Same here, though I don't believe I have enough experience to build an effective counterweight commander, especially when it comes to understanding the greater meta of the commander format.
'An engine powered entirely by the suffering of their opponents' is a pretty fire quote (and a good description of many of my friends' decks)
That's my headcanon Paradox Engine flavor text
listen here, as long as you are suffering with your table, it's all good lol.
Hi. Tergrid player here. I see your argument, and I made a Tergrid Group Hug deck.
The whiplash people experience when I express this is "chef's kiss" great. No mass sacrifice. No hellbent opponents.
Group hug draws. Howling Mine. Font of Mythos. Seizan. Peer Into the Abyss targeting an opponent. We fatten this pig before we slaughter it with a wheel effect.

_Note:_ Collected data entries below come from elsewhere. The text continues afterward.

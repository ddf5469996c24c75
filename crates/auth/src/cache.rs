//! Local user cache, persisted as JSON
//!
//! Only successful backend authentications write here. Entries past their
//! TTL are kept: they serve as fallback material when the backend is down.

use chorus_crypto::SecretDigest;
use chorus_protocol::{AuthResult, AuthStatus};
use dashmap::DashMap;
use serde::{Deserialize, Serialize};
use std::collections::BTreeMap;
use std::path::{Path, PathBuf};
use std::time::{SystemTime, UNIX_EPOCH};
use thiserror::Error;
use tokio::sync::Mutex;
use tracing::{debug, info};

#[derive(Error, Debug)]
pub enum CacheError {
    #[error("cache file I/O: {0}")]
    Io(#[from] std::io::Error),

    #[error("cache file format: {0}")]
    Json(#[from] serde_json::Error),
}

pub(crate) fn unix_now() -> u64 {
    SystemTime::now()
        .duration_since(UNIX_EPOCH)
        .map(|d| d.as_secs())
        .unwrap_or(0)
}

#[derive(Debug, Clone, PartialEq, Serialize, Deserialize)]
#[serde(rename_all = "camelCase")]
pub struct CachedUser {
    pub user_id: u32,
    pub username: String,
    pub display_name: String,
    pub secret: SecretDigest,
    #[serde(default)]
    pub groups: Vec<String>,
    #[serde(default)]
    pub permissions: Vec<String>,
    #[serde(default)]
    pub metadata: BTreeMap<String, String>,
    /// Unix seconds
    pub cached_at: u64,
}

impl CachedUser {
    pub fn from_result(result: &AuthResult, secret: &str, cached_at: u64) -> Self {
        Self {
            user_id: result.user_id,
            username: result.username.clone(),
            display_name: result.display_name.clone(),
            secret: SecretDigest::new(secret),
            groups: result.groups.clone(),
            permissions: result.permissions.clone(),
            metadata: result.metadata.clone(),
            cached_at,
        }
    }

    pub fn to_result(&self) -> AuthResult {
        AuthResult {
            status: AuthStatus::Success,
            user_id: self.user_id,
            username: self.username.clone(),
            display_name: self.display_name.clone(),
            groups: self.groups.clone(),
            permissions: self.permissions.clone(),
            metadata: self.metadata.clone(),
        }
    }

    pub fn is_fresh(&self, now: u64, ttl_secs: u64) -> bool {
        now < self.cached_at.saturating_add(ttl_secs)
    }
}

pub struct UserCache {
    entries: DashMap<String, CachedUser>,
    /// Current username of each cached user id
    names: DashMap<u32, String>,
    path: Option<PathBuf>,
    write_lock: Mutex<()>,
}

impl UserCache {
    /// In-memory cache; `persist` writes to `path` when one is given
    pub fn new(path: Option<PathBuf>) -> Self {
        Self {
            entries: DashMap::new(),
            names: DashMap::new(),
            path,
            write_lock: Mutex::new(()),
        }
    }

    /// Reload a persisted cache. A missing file is an empty cache.
    pub async fn load(path: impl AsRef<Path>) -> Result<Self, CacheError> {
        let path = path.as_ref().to_path_buf();
        let cache = Self::new(Some(path.clone()));

        match tokio::fs::read(&path).await {
            Ok(raw) => {
                let stored: BTreeMap<u32, CachedUser> = serde_json::from_slice(&raw)?;
                for user in stored.into_values() {
                    cache.insert(user);
                }
                info!("Loaded {} cached users from {}", cache.len(), path.display());
            }
            Err(e) if e.kind() == std::io::ErrorKind::NotFound => {
                debug!("No user cache at {}", path.display());
            }
            Err(e) => return Err(e.into()),
        }

        Ok(cache)
    }

    pub fn get(&self, username: &str) -> Option<CachedUser> {
        self.entries.get(username).map(|entry| entry.clone())
    }

    pub fn insert(&self, user: CachedUser) {
        let user_id = user.user_id;
        let username = user.username.clone();

        // a renamed user must not stay reachable under the old name
        if let Some(previous) = self.names.insert(user_id, username.clone()) {
            if previous != username {
                self.entries.remove_if(&previous, |_, old| old.user_id == user_id);
            }
        }
        if let Some(displaced) = self.entries.insert(username.clone(), user) {
            if displaced.user_id != user_id {
                self.names
                    .remove_if(&displaced.user_id, |_, name| *name == username);
            }
        }
    }

    pub fn remove(&self, username: &str) -> Option<CachedUser> {
        let (_, user) = self.entries.remove(username)?;
        self.names.remove_if(&user.user_id, |_, name| name == username);
        Some(user)
    }

    pub fn len(&self) -> usize {
        self.entries.len()
    }

    pub fn is_empty(&self) -> bool {
        self.entries.is_empty()
    }

    /// Write the whole cache as `{ userId: CachedUser }`
    pub async fn persist(&self) -> Result<(), CacheError> {
        let Some(path) = &self.path else {
            return Ok(());
        };
        let _guard = self.write_lock.lock().await;

        let stored: BTreeMap<u32, CachedUser> = self
            .entries
            .iter()
            .map(|entry| (entry.user_id, entry.value().clone()))
            .collect();
        let raw = serde_json::to_vec_pretty(&stored)?;

        let tmp = path.with_extension("tmp");
        tokio::fs::write(&tmp, raw).await?;
        tokio::fs::rename(&tmp, path).await?;
        debug!("Persisted {} cached users to {}", stored.len(), path.display());
        Ok(())
    }
}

I'm in love with this deck hahahaahaha
Peer into the Abyss targeting an opponent into a wheel is diabolical
How do you get people to agree to play against it? Usually when someone whips out Tergrid i'm like, "okay here we go... hopefully this will be an example of why no one wants to play against it". Lots of people just say no.
@@joshbowdish9851 I say I made Tergrid Group Hug, and the rule 0 conversation ensues from there. Usually, fanning out the deck and letting people look through it is enough to get people's interest piqued.
@@Quroe_ I'd love to see the list! Sounds like a very cool deck
As a proud deck builder, I usually hate netdecking, but I've been fighting the urge to build both your Radha and Malfegor decks cause I see how insanely fun they'd be to pilot.
I feel that. My deckbuilding is usually Vorthos as all heck, making a pile of themed chaff like a Bolas deck that's primarily cards from the Bolas structure deck or have him in the art or his quotes on the card, rather than a pilot for a Grixis Spellslinger deck. But what I always find is that the people I play with do not see EDH as the format to play piles of chaff that don't make it in other formats so you can use your lame card pulls, they see it as Singleton Legacy where you try to control your degeneracy but still build to win, and so these sorts of decks that fit the mold of classic Magic beats while still having heft to them are very appealing.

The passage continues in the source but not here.